**Task description:** The exercise calls for every entry that follows to be repeated exactly.

(Data excerpts)
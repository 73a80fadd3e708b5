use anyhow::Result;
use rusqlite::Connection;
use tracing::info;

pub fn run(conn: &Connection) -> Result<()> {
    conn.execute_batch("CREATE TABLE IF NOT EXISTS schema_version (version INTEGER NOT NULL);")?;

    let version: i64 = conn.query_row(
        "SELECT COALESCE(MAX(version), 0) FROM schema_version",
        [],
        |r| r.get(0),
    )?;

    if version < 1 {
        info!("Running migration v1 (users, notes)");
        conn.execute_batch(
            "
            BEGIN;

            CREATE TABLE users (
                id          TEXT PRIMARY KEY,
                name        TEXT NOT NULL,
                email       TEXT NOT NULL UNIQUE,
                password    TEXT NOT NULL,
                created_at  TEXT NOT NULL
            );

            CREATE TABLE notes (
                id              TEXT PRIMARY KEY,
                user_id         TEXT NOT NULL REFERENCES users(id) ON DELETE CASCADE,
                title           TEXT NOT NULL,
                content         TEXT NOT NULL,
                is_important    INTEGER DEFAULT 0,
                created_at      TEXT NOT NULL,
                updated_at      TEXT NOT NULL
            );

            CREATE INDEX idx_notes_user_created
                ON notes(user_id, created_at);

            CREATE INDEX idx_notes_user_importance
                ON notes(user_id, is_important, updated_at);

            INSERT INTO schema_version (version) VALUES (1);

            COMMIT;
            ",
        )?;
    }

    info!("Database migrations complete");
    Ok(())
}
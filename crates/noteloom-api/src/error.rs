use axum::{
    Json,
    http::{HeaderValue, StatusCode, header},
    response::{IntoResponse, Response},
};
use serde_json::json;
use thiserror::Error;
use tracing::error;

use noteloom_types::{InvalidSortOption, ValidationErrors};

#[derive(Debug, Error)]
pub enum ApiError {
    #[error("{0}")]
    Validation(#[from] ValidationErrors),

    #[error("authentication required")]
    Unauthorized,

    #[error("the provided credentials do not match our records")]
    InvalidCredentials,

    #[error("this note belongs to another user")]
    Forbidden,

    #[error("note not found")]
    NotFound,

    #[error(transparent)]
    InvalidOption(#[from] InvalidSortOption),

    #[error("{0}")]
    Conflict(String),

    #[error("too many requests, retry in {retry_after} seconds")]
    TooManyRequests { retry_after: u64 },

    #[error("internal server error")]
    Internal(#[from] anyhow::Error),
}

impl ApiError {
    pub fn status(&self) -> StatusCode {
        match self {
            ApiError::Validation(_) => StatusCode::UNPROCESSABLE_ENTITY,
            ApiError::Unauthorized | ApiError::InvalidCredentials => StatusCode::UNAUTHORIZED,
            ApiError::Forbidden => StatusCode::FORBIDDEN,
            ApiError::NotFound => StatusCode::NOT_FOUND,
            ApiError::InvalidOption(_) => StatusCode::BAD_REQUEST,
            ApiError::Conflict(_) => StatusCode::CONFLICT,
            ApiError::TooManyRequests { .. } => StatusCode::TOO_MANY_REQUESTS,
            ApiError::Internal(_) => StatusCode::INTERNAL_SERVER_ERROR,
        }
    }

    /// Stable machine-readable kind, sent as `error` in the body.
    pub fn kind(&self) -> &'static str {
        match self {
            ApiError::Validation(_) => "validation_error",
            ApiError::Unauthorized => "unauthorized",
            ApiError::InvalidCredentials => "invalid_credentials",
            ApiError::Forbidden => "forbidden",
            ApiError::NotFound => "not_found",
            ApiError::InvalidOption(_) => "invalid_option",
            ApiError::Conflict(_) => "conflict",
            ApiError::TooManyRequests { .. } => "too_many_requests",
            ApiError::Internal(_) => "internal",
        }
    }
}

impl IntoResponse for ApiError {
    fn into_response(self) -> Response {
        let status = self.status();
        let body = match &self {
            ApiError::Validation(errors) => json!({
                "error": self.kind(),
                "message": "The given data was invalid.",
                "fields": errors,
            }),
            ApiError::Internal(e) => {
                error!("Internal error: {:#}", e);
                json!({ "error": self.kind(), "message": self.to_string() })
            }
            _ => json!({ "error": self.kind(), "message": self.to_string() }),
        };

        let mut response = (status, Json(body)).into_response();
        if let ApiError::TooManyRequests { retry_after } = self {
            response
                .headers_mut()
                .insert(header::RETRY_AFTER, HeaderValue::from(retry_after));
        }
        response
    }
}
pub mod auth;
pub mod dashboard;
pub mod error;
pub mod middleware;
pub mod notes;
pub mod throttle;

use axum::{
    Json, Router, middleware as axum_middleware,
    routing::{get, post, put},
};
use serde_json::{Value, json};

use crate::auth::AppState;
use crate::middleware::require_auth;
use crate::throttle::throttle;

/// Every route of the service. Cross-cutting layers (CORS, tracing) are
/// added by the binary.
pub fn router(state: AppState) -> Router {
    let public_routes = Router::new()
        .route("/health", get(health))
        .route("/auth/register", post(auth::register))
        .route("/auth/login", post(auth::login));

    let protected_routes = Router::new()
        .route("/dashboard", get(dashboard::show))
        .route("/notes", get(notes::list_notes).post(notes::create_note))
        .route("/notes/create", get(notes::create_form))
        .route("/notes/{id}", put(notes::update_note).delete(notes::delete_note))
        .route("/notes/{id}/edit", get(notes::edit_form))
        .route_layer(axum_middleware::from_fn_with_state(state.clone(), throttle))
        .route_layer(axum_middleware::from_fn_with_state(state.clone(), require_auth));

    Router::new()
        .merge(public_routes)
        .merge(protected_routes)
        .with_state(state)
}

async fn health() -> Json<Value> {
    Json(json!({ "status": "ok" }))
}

**Answer to this problem:**
repository 73a80fadd3e708b5
use anyhow::Result;
use rusqlite::Connection;
use tracing::info;

pub fn run(conn: &Connection) -> Result<()> {
    conn.execute_batch("CREATE TABLE IF NOT EXISTS schema_version (version INTEGER NOT NULL);")?;

    let version: i64 = conn.query_row(
        "SELECT COALESCE(MAX(version), 0) FROM schema_version",
        [],
        |r| r.get(0),
    )?;

    if version < 1 {
        info!("Running migration v1 (users, notes)");
        conn.execute_batch(
            "
            BEGIN;

            CREATE TABLE users (
                id          TEXT PRIMARY KEY,
                name        TEXT NOT NULL,
                email       TEXT NOT NULL UNIQUE,
                password    TEXT NOT NULL,
                created_at  TEXT NOT NULL
            );

            CREATE TABLE notes (
                id              TEXT PRIMARY KEY,
                user_id         TEXT NOT NULL REFERENCES users(id) ON DELETE CASCADE,
                title           TEXT NOT NULL,
                content         TEXT NOT NULL,
                is_important    INTEGER DEFAULT 0,
                created_at      TEXT NOT NULL,
                updated_at      TEXT NOT NULL
            );

            CREATE INDEX idx_notes_user_created
                ON notes(user_id, created_at);

            CREATE INDEX idx_notes_user_importance
                ON notes(user_id, is_important, updated_at);

            INSERT INTO schema_version (version) VALUES (1);

            COMMIT;
            ",
        )?;
    }

    info!("Database migrations complete");
    Ok(())
}
filename crates/noteloom-api/src/error.rs
use axum::{
    Json,
    http::{HeaderValue, StatusCode, header},
    response::{IntoResponse, Response},
};
use serde_json::json;
use thiserror::Error;
use tracing::error;

use noteloom_types::{InvalidSortOption, ValidationErrors};

#[derive(Debug, Error)]
pub enum ApiError {
    #[error("{0}")]
    Validation(#[from] ValidationErrors),

    #[error("authentication required")]
    Unauthorized,

    #[error("the provided credentials do not match our records")]
    InvalidCredentials,

    #[error("this note belongs to another user")]
    Forbidden,

    #[error("note not found")]
    NotFound,

    #[error(transparent)]
    InvalidOption(#[from] InvalidSortOption),

    #[error("{0}")]
    Conflict(String),

    #[error("too many requests, retry in {retry_after} seconds")]
    TooManyRequests { retry_after: u64 },

    #[error("internal server error")]
    Internal(#[from] anyhow::Error),
}

impl ApiError {
    pub fn status(&self) -> StatusCode {
        match self {
            ApiError::Validation(_) => StatusCode::UNPROCESSABLE_ENTITY,
            ApiError::Unauthorized | ApiError::InvalidCredentials => StatusCode::UNAUTHORIZED,
            ApiError::Forbidden => StatusCode::FORBIDDEN,
            ApiError::NotFound => StatusCode::NOT_FOUND,
            ApiError::InvalidOption(_) => StatusCode::BAD_REQUEST,
            ApiError::Conflict(_) => StatusCode::CONFLICT,
            ApiError::TooManyRequests { .. } => StatusCode::TOO_MANY_REQUESTS,
            ApiError::Internal(_) => StatusCode::INTERNAL_SERVER_ERROR,
        }
    }

    /// Stable machine-readable kind, sent as `error` in the body.
    pub fn kind(&self) -> &'static str {
        match self {
            ApiError::Validation(_) => "validation_error",
            ApiError::Unauthorized => "unauthorized",
            ApiError::InvalidCredentials => "invalid_credentials",
            ApiError::Forbidden => "forbidden",
            ApiError::NotFound => "not_found",
            ApiError::InvalidOption(_) => "invalid_option",
            ApiError::Conflict(_) => "conflict",
            ApiError::TooManyRequests { .. } => "too_many_requests",
            ApiError::Internal(_) => "internal",
        }
    }
}

impl IntoResponse for ApiError {
    fn into_response(self) -> Response {
        let status = self.status();
        let body = match &self {
            ApiError::Validation(errors) => json!({
                "error": self.kind(),
                "message": "The given data was invalid.",
                "fields": errors,
            }),
            ApiError::Internal(e) => {
                error!("Internal error: {:#}", e);
                json!({ "error": self.kind(), "message": self.to_string() })
            }
            _ => json!({ "error": self.kind(), "message": self.to_string() }),
        };

        let mut response = (status, Json(body)).into_response();
        if let ApiError::TooManyRequests { retry_after } = self {
            response
                .headers_mut()
                .insert(header::RETRY_AFTER, HeaderValue::from(retry_after));
        }
        response
    }
}
pub mod auth;
pub mod dashboard;
pub mod error;
pub mod middleware;
pub mod notes;
pub mod throttle;

use axum::{
    Json, Router, middleware as axum_middleware,
    routing::{get, post, put},
};
use serde_json::{Value, json};

use crate::auth::AppState;
use crate::middleware::require_auth;
use crate::throttle::throttle;

/// Every route of the service. Cross-cutting layers (CORS, tracing) are
/// added by the binary.
pub fn router(state: AppState) -> Router {
    let public_routes = Router::new()
        .route("/health", get(health))
        .route("/auth/register", post(auth::register))
        .route("/auth/login", post(auth::login));

    let protected_routes = Router::new()
        .route("/dashboard", get(dashboard::show))
        .route("/notes", get(notes::list_notes).post(notes::create_note))
        .route("/notes/create", get(notes::create_form))
        .route("/notes/{id}", put(notes::update_note).delete(notes::delete_note))
        .route("/notes/{id}/edit", get(notes::edit_form))
        .route_layer(axum_middleware::from_fn_with_state(state.clone(), throttle))
        .route_layer(axum_middleware::from_fn_with_state(state.clone(), require_auth));

    Router::new()
        .merge(public_routes)
        .merge(protected_routes)
        .with_state(state)
}

async fn health() -> Json<Value> {
    Json(json!({ "status": "ok" }))
}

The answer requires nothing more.